We will communicate back to all of you when we have appropriate information.

Sincerely,

Kenneth Smith and James Orr"


----------



## Maple_Leaf

Bill4728 said:


> That is why you ( the members/owners)  want to be able to trust the developer.



This quote should read:

That is why you ( the members/owners) cannot trust ANY developer.

Once the developer's interest fails to align with the owners', the developer gets the gold mine and the owners get the shaft.  Rinse and repeat.


----------



## Jason245

Hgvc just lost ability to make reservations at the club effective feb 15.. looks like you will be losing a lot of exchange ability and diamond will into grate into their system and kill Intrawest.  On bright side, your mf should only go up 20 to 50 percent next year. .

Sent from my SAMSUNG-SM-N910A using Tapatalk


----------



## pedro47

Jason245 said:


> Hgvc just lost ability to make reservations at the club effective feb 15.. looks like you will be losing a lot of exchange ability and diamond will into grate into their system and kill Intrawest.  On bright side, your mf should only go up 20 to 50 percent next year. .
> 
> Sent from my SAMSUNG-SM-N910A using Tapatalk



MF, should not increase because the majority of these resorts have been maintain by the developer.  True or false?

Also, when will these new resorts become a part of DRI. The Club?


----------



## Jason245

pedro47 said:


> MF, should not increase because the majority of these resorts have been maintain by the developer.  True or false?
> 
> Also, when will these new resorts become a part of DRI. The Club?

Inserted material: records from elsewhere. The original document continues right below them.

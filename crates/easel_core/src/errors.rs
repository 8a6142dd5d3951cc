//! Error taxonomy for the constant registry.
//!
//! ## Notes
//! - `DuplicateName`, `InvalidValueRange`, `SelfAlias`, `UnregisteredAlias`, `AliasCycle`, `AliasValueMismatch`,
//!   and `UndeclaredAlias` are construction-time defects in the constant table. The process-wide registry refuses to start with any of them.
//! - `UnknownName` and `UnknownCategory` are recoverable lookup failures, reported out-of-band instead of through a
//!   sentinel value (`POINTS` is a legitimate `0`).

use miette::Diagnostic;
use thiserror::Error;

use crate::consts::registry::{Category, ConstValue};

#[derive(Debug, Clone, PartialEq, Eq, Error, Diagnostic)]
pub enum RegistryError {
    #[error("duplicate constant name `{name}`")]
    #[diagnostic(
        code(easel::registry::duplicate_name),
        help("every constant name must be declared exactly once")
    )]
    DuplicateName { name: &'static str },

    #[error("constant `{name}` has code {value}, outside the {category} range {min}..={max}")]
    #[diagnostic(code(easel::registry::invalid_value_range))]
    InvalidValueRange {
        name: &'static str,
        category: Category,
        value: u32,
        min: u32,
        max: u32,
    },

    #[error("`{name}` is declared as an alias of itself")]
    #[diagnostic(
        code(easel::registry::self_alias),
        help("an alias links two distinct names; remove the declaration")
    )]
    SelfAlias { name: &'static str },

    #[error("alias `{alias}` refers to unregistered constant `{missing}`")]
    #[diagnostic(
        code(easel::registry::unregistered_alias),
        help("both sides of an alias declaration must be registered entries")
    )]
    UnregisteredAlias { alias: &'static str, missing: &'static str },

    #[error("alias declarations starting at `{alias}` lead back to `{alias}`")]
    #[diagnostic(
        code(easel::registry::alias_cycle),
        help("every alias chain must end at a name that is not itself an alias")
    )]
    AliasCycle { alias: &'static str },

    #[error("alias `{alias}` is {alias_value} but its target `{target}` is {target_value}")]
    #[diagnostic(code(easel::registry::alias_value_mismatch))]
    AliasValueMismatch {
        alias: &'static str,
        target: &'static str,
        alias_value: ConstValue,
        target_value: ConstValue,
    },

    #[error("`{first}` and `{second}` share {value} in category `{category}` without an alias declaration")]
    #[diagnostic(
        code(easel::registry::undeclared_alias),
        help("declare the pair as an alias, or give one of them a distinct value")
    )]
    UndeclaredAlias {
        first: &'static str,
        second: &'static str,
        category: Category,
        value: ConstValue,
    },

    #[error("unknown constant `{name}`")]
    #[diagnostic(code(easel::registry::unknown_name))]
    UnknownName { name: String },

    #[error("unknown category `{slug}`")]
    #[diagnostic(code(easel::registry::unknown_category))]
    UnknownCategory { slug: String },
}

impl RegistryError {
    /// Whether this error is a defect in the constant table rather than a lookup failure.
    pub fn is_construction_defect(&self) -> bool {
        !matches!(
            self,
            RegistryError::UnknownName { .. } | RegistryError::UnknownCategory { .. }
        )
    }
}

I don't know what dri charges in management fees, but I would have to believe it is significantly more..

Sent from my SAMSUNG-SM-N910A using Tapatalk


----------



## presley

Jason245 said:


> Hgvc just lost ability to make reservations at the club effective feb 15.. looks like you will be losing a lot of exchange ability and diamond will into grate into their system and kill Intrawest.



Where/where did you see this? I was on the phone with HGVC yesterday and almost asked about Palm Desert availability, but I didn't really think I'd be able to squeeze in a trip in the next year and never brought it up.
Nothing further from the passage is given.